• Task: Go through the listing below and say how many lines include "Copy". Give the number by itself.

• Material for this exercise:
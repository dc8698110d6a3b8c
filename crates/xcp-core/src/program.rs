//! Flash programming state machine.
//!
//! ```text
//! Idle --start--> Started --clear--> Cleared --program--> Programming
//!  ^                                                          |
//!  +---------------- program([]) / reset ---------------------+
//! ```

use std::fmt;

use serde::{Deserialize, Serialize};
use tracing::{debug, info, warn};

use crate::memory::{FlashAccessor, MemoryAccessor};
use crate::mta::MemoryTransfer;
use crate::protocol::ErrorCode;
use crate::protocol::constants::{MAX_SECTORS, PGM_MAX_SIZE};

#[derive(Debug, Clone, Copy, Default, PartialEq, Eq)]
pub enum PgmState {
    #[default]
    Idle,
    Started,
    Cleared,
    Programming,
}

impl fmt::Display for PgmState {
    fn fmt(&self, f: &mut fmt::Formatter<'_>) -> fmt::Result {
        match self {
            PgmState::Idle => write!(f, "IDLE"),
            PgmState::Started => write!(f, "STARTED"),
            PgmState::Cleared => write!(f, "CLEARED"),
            PgmState::Programming => write!(f, "PROGRAMMING"),
        }
    }
}

/// Flash sector as reported by GET_SECTOR_INFO.
#[derive(Debug, Clone, Copy, PartialEq, Eq, Serialize, Deserialize)]
pub struct Sector {
    pub start: u32,
    pub length: u32,
    #[serde(default)]
    pub clear_sequence: u8,
    #[serde(default)]
    pub program_sequence: u8,
    #[serde(default)]
    pub method: u8,
}

/// Two 16 KiB sectors at the bottom of the flash window.
pub fn default_sectors() -> Vec<Sector> {
    vec![
        Sector {
            start: 0x0000_0000,
            length: 0x4000,
            clear_sequence: 0,
            program_sequence: 0,
            method: 0,
        },
        Sector {
            start: 0x0000_4000,
            length: 0x4000,
            clear_sequence: 1,
            program_sequence: 1,
            method: 0,
        },
    ]
}

#[derive(Debug)]
pub struct ProgramSession {
    state: PgmState,
    sectors: Vec<Sector>,
}

impl ProgramSession {
    pub fn new(mut sectors: Vec<Sector>) -> Self {
        if sectors.len() > MAX_SECTORS {
            warn!(
                configured = sectors.len(),
                max = MAX_SECTORS,
                "Too many flash sectors, extra ones ignored"
            );
            sectors.truncate(MAX_SECTORS);
        }
        Self {
            state: PgmState::Idle,
            sectors,
        }
    }

    pub fn state(&self) -> PgmState {
        self.state
    }

    pub fn is_active(&self) -> bool {
        self.state != PgmState::Idle
    }

    /// SEQUENCE unless a programming sequence is running.
    pub fn require_active(&self) -> Result<(), ErrorCode> {
        if self.is_active() {
            Ok(())
        } else {
            Err(ErrorCode::Sequence)
        }
    }

    fn goto_state(&mut self, new_state: PgmState) {
        if self.state != new_state {
            info!(from = %self.state, to = %new_state, "Programming state transition");
        }
        self.state = new_state;
    }

    /// PROGRAM_START.
    pub fn start(&mut self) -> Result<(), ErrorCode> {
        if self.is_active() {
            return Err(ErrorCode::PgmActive);
        }
        self.goto_state(PgmState::Started);
        Ok(())
    }

    /// PROGRAM_CLEAR: erase `[address, address + span)`.
    ///
    /// A failed erase leaves the session in Started.
    pub fn clear<F: FlashAccessor + ?Sized>(
        &mut self,
        flash: &mut F,
        address: u32,
        span: u32,
    ) -> Result<(), ErrorCode> {
        if self.state != PgmState::Started {
            return Err(ErrorCode::Sequence);
        }
        if let Err(e) = flash.erase(address, span) {
            warn!(address = format!("0x{:08X}", address), span, error = %e, "Flash erase failed");
            return Err(e.into());
        }
        debug!(address = format!("0x{:08X}", address), span, "Flash cleared");
        self.goto_state(PgmState::Cleared);
        Ok(())
    }

    /// PROGRAM / PROGRAM_NEXT / PROGRAM_MAX.
    ///
    /// Writes `data` at the MTA, mirrors it into `memory` so an UPLOAD
    /// reads it back, and advances the MTA. Empty `data` ends the sequence.
    pub fn program<F, M>(
        &mut self,
        flash: &mut F,
        memory: &mut M,
        transfer: &mut MemoryTransfer,
        data: &[u8],
    ) -> Result<(), ErrorCode>
    where
        F: FlashAccessor + ?Sized,
        M: MemoryAccessor + ?Sized,
    {
        if !matches!(self.state, PgmState::Cleared | PgmState::Programming) {
            return Err(ErrorCode::Sequence);
        }
        if data.len() > PGM_MAX_SIZE {
            return Err(ErrorCode::OutOfRange);
        }
        if data.is_empty() {
            self.goto_state(PgmState::Idle);
            return Ok(());
        }

        let mta = transfer.mta();
        if let Err(e) = flash.write(mta.address, data) {
            warn!(address = format!("0x{:08X}", mta.address), error = %e, "Flash write failed");
            return Err(e.into());
        }
        // Flash regions outside the RAM map have nothing to mirror into.
        if let Err(e) = memory.write(mta.address, mta.extension, data) {
            debug!(error = %e, "Programmed bytes not mirrored to RAM");
        }
        transfer.advance(data.len());
        self.goto_state(PgmState::Programming);
        Ok(())
    }

    /// PROGRAM_VERIFY: compare `expected` against flash at `address`.
    pub fn verify<F: FlashAccessor + ?Sized>(
        &self,
        flash: &F,
        address: u32,
        expected: &[u8],
    ) -> Result<(), ErrorCode> {
        self.require_active()?;
        if flash.verify(address, expected)? {
            Ok(())
        } else {
            debug!(address = format!("0x{:08X}", address), "Flash verify mismatch");
            Err(ErrorCode::Verify)
        }
    }

    /// PROGRAM_RESET or abort.
    pub fn reset(&mut self) {
        self.goto_state(PgmState::Idle);
    }

    /// Sectors visible to GET_PGM_PROCESSOR_INFO; none while Idle.
    pub fn sector_count(&self) -> usize {
        if self.is_active() { self.sectors.len() } else { 0 }
    }

    pub fn sector(&self, index: usize) -> Result<&Sector, ErrorCode> {
        if index >= self.sector_count() {
            return Err(ErrorCode::OutOfRange);
        }
        Ok(&self.sectors[index])
    }
}

impl Default for ProgramSession {
    fn default() -> Self {
        Self::new(default_sectors())
    }
}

• The answer: 2